The difference and benefit of JoinWithTiny, JoinWithHuge and joinHint


What would be the difference between using joinHint and joinWithTiny, joinWithHuge?

Regarding joinHint, we can use BROADCAST_HASH_FIRST: Hint that the first join input is much smaller than the second. REPARTITION_HASH_FIRST: Hint that the first join input is a bit smaller than the second.

Meanwhile, we can also use joinWithHuge and joinWithTiny

Are they the same? so joinWithTiny is using BROADCAST_HASH_FIRST?
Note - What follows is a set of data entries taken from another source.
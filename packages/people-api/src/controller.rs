//! People controller: request handling on top of a [`PersonStore`].

use std::sync::Arc;

use serde::Serialize;

use people_core::{ModelState, PersonModel, PersonStore, StoreError};

/// Action name of the listing view, used as the redirect target after writes.
pub const INDEX_ACTION: &str = "Index";

/// Model carried by a rendered view.
#[derive(Debug, Clone, PartialEq, Serialize)]
#[serde(untagged)]
pub enum ViewModel {
    /// Form shown without a record
    Empty,
    Person(PersonModel),
    People(Vec<PersonModel>),
}

/// A view to render, with the validation state it should display.
#[derive(Debug, Clone, PartialEq)]
pub struct ViewResult {
    /// View name (`Index`, `Add`, `Edit`, `Delete` or `Detail`)
    pub name: &'static str,
    pub model: ViewModel,
    pub model_state: ModelState,
}

/// Outcome of a controller action.
#[derive(Debug, Clone, PartialEq)]
pub enum ActionResult {
    View(ViewResult),
    /// Redirect to another action by name
    Redirect { action: &'static str },
    /// The requested person does not exist
    NotFound { id: u64 },
}

impl ActionResult {
    pub fn as_view(&self) -> Option<&ViewResult> {
        match self {
            ActionResult::View(view) => Some(view),
            _ => None,
        }
    }

    /// Target action name if this is a redirect.
    pub fn redirect_action(&self) -> Option<&'static str> {
        match self {
            ActionResult::Redirect { action } => Some(*action),
            _ => None,
        }
    }
}

/// Handles person CRUD requests.
///
/// A controller is built per request: it owns that request's [`ModelState`]
/// and shares the store with every other request.
pub struct PeopleController {
    store: Arc<dyn PersonStore>,
    model_state: ModelState,
}

impl PeopleController {
    pub fn new(store: Arc<dyn PersonStore>) -> Self {
        Self {
            store,
            model_state: ModelState::new(),
        }
    }

    pub fn model_state(&self) -> &ModelState {
        &self.model_state
    }

    /// Validation state errors can be recorded into before an action runs.
    pub fn model_state_mut(&mut self) -> &mut ModelState {
        &mut self.model_state
    }

    /// Lists every person.
    pub fn index(&self) -> Result<ActionResult, StoreError> {
        let people = self.store.get_all()?;
        tracing::debug!("Listing {} people", people.len());
        Ok(self.view("Index", ViewModel::People(people)))
    }

    /// Shows the empty form for a new person.
    pub fn add_form(&self) -> ActionResult {
        self.view("Add", ViewModel::Empty)
    }

    /// Adds a person and redirects to the listing.
    ///
    /// Errors already in the model state, or found by validating `input`,
    /// re-display the form instead. The store is not called in that case.
    pub fn add(&mut self, input: Option<PersonModel>) -> Result<ActionResult, StoreError> {
        if !self.model_state.is_valid() {
            return Ok(self.invalid_form("Add", input));
        }
        let Some(person) = input else {
            self.model_state
                .add_model_error("person", "A person is required");
            return Ok(self.invalid_form("Add", None));
        };
        person.validate(&mut self.model_state);
        if !self.model_state.is_valid() {
            return Ok(self.invalid_form("Add", Some(person)));
        }

        let id = person.id;
        self.store.add(person)?;
        tracing::info!("Added person {}", id);
        Ok(redirect_to_index())
    }

    /// Shows the edit form pre-filled with the stored person.
    pub fn edit_form(&self, id: u64) -> Result<ActionResult, StoreError> {
        match self.store.detail(id) {
            Ok(person) => Ok(self.view("Edit", ViewModel::Person(person))),
            Err(e) => not_found_or(e),
        }
    }

    /// Replaces a person and redirects to the listing.
    pub fn edit(&mut self, input: PersonModel) -> Result<ActionResult, StoreError> {
        if self.model_state.is_valid() {
            input.validate(&mut self.model_state);
        }
        if !self.model_state.is_valid() {
            return Ok(self.invalid_form("Edit", Some(input)));
        }

        let id = input.id;
        match self.store.edit(input) {
            Ok(()) => {
                tracing::info!("Edited person {}", id);
                Ok(redirect_to_index())
            }
            Err(e) => not_found_or(e),
        }
    }

    /// Removes a person and shows it on the confirmation view.
    pub fn delete(&self, id: u64) -> Result<ActionResult, StoreError> {
        let person = match self.store.detail(id) {
            Ok(person) => person,
            Err(e) => return not_found_or(e),
        };
        if let Err(e) = self.store.delete(id) {
            return not_found_or(e);
        }
        tracing::info!("Deleted person {} ({})", id, person.full_name());
        Ok(self.view("Delete", ViewModel::Person(person)))
    }

    /// Shows one person.
    pub fn detail(&self, id: u64) -> Result<ActionResult, StoreError> {
        match self.store.detail(id) {
            Ok(person) => Ok(self.view("Detail", ViewModel::Person(person))),
            Err(e) => not_found_or(e),
        }
    }

    fn view(&self, name: &'static str, model: ViewModel) -> ActionResult {
        ActionResult::View(ViewResult {
            name,
            model,
            model_state: self.model_state.clone(),
        })
    }

    fn invalid_form(&self, name: &'static str, input: Option<PersonModel>) -> ActionResult {
        tracing::warn!(
            "{} rejected with {} validation error(s)",
            name,
            self.model_state.error_count()
        );
        let model = input.map_or(ViewModel::Empty, ViewModel::Person);
        self.view(name, model)
    }
}

fn redirect_to_index() -> ActionResult {
    ActionResult::Redirect {
        action: INDEX_ACTION,
    }
}

/// Turns a store not-found into [`ActionResult::NotFound`]; other errors pass through.
fn not_found_or(e: StoreError) -> Result<ActionResult, StoreError> {
    match e {
        StoreError::NotFound { id } => {
            tracing::warn!("Person {} not found", id);
            Ok(ActionResult::NotFound { id })
        }
        other => Err(other),
    }
}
The benefit of exploiting those is the Flink job saves the time to check the size of joining data?


Solution

  • Yes, DataSet.joinWithTiny(DataSet other) is a shortcut for DataSet.join(DataSet other, JoinHint.BROADCAST_HASH_SECOND) and DataSet.joinWithHuge(DataSet other) is a shortcut for DataSet.join(DataSet other, JoinHint.BROADCAST_HASH_FIRST).

    Apache Flink features a cost-based optimizer. Cost-based optimization requires estimating the input size of operators. This can be very difficult (or even impossible) in settings with user-defined functions, which are common in Flink programs. If Flink's optimizer is not able to obtain meaningful size estimates, it falls back to robust and scalable execution strategies such as repartioning instead of broadcasting. Optimizer hints allow the user to exactly specify the join strategy to use. This can help to improve the performance of a program if the user knows some properties about the data, which is processed.

    So optimizer hints are not about reducing the time to obtain estimates but to give the user full control over the way a Flink program is executed.